Directions
Select the lines below containing the word "repeat".

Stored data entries
_____

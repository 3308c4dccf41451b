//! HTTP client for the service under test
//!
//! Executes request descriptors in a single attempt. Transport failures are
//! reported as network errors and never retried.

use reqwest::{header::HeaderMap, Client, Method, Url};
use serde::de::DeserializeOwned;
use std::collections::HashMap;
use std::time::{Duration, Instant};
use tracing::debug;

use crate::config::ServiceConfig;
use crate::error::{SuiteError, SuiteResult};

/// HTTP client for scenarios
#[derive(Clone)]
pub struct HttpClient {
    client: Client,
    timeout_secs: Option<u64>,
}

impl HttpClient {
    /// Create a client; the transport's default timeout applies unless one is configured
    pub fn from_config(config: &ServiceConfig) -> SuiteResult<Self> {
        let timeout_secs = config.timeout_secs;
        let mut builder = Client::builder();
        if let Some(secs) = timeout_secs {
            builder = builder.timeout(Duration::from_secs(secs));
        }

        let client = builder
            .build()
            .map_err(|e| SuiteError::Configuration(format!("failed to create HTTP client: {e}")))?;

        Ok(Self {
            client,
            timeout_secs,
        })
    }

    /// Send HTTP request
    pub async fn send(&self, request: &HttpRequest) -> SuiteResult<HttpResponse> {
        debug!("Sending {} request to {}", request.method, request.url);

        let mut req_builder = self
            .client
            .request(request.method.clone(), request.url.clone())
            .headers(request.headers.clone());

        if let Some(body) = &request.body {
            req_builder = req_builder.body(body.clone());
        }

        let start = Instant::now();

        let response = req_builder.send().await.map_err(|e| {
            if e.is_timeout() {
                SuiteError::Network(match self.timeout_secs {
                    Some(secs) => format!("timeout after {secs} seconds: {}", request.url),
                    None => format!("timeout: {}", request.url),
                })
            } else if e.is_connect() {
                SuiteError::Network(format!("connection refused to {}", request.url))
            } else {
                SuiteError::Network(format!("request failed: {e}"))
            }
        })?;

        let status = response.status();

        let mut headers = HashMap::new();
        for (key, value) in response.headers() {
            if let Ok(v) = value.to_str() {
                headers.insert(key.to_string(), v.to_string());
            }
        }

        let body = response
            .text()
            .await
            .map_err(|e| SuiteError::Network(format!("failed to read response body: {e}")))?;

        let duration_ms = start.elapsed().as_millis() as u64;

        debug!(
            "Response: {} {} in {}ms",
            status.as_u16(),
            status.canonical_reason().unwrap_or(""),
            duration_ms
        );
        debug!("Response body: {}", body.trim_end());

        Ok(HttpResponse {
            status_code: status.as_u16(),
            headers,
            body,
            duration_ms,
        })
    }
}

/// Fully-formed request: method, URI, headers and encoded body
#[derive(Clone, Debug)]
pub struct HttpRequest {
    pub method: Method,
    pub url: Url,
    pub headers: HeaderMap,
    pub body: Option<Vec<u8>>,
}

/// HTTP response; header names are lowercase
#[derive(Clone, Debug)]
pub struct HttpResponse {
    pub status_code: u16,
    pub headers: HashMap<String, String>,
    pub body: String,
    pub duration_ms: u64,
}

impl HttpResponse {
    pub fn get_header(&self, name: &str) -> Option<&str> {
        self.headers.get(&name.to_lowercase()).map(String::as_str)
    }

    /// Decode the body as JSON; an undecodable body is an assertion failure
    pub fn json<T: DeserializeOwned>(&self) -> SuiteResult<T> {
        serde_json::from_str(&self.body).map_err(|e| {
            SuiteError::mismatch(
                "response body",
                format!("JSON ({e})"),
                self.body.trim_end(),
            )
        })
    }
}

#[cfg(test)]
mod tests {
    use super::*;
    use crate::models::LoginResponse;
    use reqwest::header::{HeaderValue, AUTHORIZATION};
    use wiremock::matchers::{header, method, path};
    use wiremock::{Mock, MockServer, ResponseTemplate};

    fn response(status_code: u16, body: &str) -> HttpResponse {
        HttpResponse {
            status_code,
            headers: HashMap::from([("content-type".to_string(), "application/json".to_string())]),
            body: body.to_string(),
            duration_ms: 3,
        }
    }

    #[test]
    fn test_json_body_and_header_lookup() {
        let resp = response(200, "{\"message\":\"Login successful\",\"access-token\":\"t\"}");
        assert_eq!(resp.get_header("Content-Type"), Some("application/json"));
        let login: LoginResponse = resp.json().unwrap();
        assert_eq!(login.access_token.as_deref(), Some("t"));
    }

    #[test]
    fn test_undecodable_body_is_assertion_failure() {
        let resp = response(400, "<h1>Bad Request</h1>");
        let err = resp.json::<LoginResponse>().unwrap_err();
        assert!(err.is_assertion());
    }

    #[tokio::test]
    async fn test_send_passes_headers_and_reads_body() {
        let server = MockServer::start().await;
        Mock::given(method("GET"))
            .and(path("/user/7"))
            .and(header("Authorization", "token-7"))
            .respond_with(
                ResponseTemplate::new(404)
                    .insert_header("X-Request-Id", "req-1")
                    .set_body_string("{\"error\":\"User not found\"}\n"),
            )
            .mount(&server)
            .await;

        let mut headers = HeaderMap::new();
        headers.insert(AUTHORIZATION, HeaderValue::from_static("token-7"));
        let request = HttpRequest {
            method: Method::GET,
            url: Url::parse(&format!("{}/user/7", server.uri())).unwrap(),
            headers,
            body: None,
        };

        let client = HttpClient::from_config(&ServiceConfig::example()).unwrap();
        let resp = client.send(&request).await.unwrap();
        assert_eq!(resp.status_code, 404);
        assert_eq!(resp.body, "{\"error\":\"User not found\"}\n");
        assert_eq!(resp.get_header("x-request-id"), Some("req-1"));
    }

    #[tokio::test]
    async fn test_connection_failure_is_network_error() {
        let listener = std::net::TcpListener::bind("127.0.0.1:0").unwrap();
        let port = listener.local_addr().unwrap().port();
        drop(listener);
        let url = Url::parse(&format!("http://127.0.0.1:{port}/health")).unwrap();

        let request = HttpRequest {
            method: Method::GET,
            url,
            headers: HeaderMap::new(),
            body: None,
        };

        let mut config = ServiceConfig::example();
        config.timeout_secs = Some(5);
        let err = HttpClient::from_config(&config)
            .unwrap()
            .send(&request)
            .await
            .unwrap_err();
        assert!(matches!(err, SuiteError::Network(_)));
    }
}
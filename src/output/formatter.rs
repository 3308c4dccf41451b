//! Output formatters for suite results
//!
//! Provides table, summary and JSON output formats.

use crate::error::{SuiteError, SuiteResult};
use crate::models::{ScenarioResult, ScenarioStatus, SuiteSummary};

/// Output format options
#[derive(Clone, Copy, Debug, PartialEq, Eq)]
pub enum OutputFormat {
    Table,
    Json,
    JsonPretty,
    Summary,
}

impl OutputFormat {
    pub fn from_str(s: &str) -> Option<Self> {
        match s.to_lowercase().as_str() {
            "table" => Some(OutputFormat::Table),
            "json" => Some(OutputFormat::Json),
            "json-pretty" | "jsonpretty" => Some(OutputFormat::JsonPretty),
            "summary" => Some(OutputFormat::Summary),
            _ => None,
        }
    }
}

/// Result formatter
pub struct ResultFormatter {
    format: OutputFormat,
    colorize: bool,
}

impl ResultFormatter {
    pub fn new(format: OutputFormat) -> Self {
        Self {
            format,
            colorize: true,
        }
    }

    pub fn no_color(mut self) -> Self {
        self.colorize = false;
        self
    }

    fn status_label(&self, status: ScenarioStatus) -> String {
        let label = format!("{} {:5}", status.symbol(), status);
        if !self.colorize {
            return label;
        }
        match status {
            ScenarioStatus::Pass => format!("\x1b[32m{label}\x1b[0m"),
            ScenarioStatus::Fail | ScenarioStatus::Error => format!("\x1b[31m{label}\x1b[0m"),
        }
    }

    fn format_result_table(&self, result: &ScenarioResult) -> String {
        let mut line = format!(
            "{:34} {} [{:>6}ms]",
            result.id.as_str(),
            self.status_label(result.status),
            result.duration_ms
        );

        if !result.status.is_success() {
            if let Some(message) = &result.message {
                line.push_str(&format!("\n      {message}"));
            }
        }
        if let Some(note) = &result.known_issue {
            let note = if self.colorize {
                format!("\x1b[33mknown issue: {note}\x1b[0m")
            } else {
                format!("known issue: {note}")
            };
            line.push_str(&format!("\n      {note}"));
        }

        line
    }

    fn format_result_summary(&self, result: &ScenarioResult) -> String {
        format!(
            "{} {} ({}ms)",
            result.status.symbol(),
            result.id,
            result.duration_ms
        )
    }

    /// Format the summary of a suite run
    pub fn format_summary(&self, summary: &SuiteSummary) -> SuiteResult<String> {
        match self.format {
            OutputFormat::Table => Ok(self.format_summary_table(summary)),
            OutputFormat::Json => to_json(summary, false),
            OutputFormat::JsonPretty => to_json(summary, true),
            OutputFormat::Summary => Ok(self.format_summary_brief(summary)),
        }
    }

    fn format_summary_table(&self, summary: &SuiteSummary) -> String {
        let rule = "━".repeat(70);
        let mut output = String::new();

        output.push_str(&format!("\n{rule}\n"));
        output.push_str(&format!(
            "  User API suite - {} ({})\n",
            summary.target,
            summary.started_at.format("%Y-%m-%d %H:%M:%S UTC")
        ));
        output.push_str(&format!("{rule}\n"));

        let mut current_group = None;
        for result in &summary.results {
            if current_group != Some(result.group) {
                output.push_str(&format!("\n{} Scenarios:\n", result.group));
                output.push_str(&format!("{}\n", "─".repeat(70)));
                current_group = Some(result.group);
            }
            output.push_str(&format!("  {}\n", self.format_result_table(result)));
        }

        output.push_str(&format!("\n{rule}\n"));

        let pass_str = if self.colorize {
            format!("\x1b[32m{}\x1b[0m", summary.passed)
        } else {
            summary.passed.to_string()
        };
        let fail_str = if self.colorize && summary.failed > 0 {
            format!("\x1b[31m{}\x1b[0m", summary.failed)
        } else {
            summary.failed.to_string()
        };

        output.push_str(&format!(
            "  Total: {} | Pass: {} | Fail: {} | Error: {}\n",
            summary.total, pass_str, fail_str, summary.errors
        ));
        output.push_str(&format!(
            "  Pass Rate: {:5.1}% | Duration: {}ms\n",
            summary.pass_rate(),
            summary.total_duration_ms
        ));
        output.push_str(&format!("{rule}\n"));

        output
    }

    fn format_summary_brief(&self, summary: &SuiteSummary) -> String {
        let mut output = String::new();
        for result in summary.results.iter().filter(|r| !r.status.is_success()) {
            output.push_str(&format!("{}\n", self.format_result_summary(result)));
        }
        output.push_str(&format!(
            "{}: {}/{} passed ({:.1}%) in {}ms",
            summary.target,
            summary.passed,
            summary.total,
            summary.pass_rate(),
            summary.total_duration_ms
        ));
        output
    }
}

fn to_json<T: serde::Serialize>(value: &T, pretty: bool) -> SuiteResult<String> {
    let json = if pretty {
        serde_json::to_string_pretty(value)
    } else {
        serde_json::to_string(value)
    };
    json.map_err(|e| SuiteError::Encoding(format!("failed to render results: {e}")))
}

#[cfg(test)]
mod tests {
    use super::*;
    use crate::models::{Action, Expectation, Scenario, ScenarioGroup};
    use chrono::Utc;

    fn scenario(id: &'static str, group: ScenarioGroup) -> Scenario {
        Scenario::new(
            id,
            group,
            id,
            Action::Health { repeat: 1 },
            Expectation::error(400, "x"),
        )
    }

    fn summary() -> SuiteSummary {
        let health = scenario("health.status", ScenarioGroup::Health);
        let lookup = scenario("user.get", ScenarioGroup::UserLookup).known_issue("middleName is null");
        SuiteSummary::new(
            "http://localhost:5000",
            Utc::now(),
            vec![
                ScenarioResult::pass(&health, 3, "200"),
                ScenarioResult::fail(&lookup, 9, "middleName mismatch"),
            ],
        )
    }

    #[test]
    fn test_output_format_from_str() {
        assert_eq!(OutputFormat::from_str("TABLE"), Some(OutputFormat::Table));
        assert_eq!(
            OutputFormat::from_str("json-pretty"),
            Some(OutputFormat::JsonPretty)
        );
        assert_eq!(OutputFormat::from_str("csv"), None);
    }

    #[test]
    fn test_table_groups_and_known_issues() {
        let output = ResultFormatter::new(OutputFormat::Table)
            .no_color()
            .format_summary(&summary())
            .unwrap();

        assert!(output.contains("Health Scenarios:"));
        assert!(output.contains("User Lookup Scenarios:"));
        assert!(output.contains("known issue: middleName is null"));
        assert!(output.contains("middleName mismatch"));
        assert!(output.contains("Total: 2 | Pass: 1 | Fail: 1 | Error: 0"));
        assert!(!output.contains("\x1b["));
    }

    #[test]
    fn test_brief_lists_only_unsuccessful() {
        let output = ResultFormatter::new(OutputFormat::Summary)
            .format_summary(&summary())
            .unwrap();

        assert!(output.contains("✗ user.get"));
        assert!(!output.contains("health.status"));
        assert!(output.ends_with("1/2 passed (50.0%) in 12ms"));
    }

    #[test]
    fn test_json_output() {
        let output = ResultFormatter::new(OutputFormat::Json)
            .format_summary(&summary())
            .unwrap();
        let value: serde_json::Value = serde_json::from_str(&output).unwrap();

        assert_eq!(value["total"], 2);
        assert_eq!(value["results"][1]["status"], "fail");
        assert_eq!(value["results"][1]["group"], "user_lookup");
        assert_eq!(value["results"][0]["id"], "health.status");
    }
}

_____

Finished exercise
        let rule = "━".repeat(70);
                output.push_str(&format!("{}\n", "─".repeat(70)));
            Action::Health { repeat: 1 },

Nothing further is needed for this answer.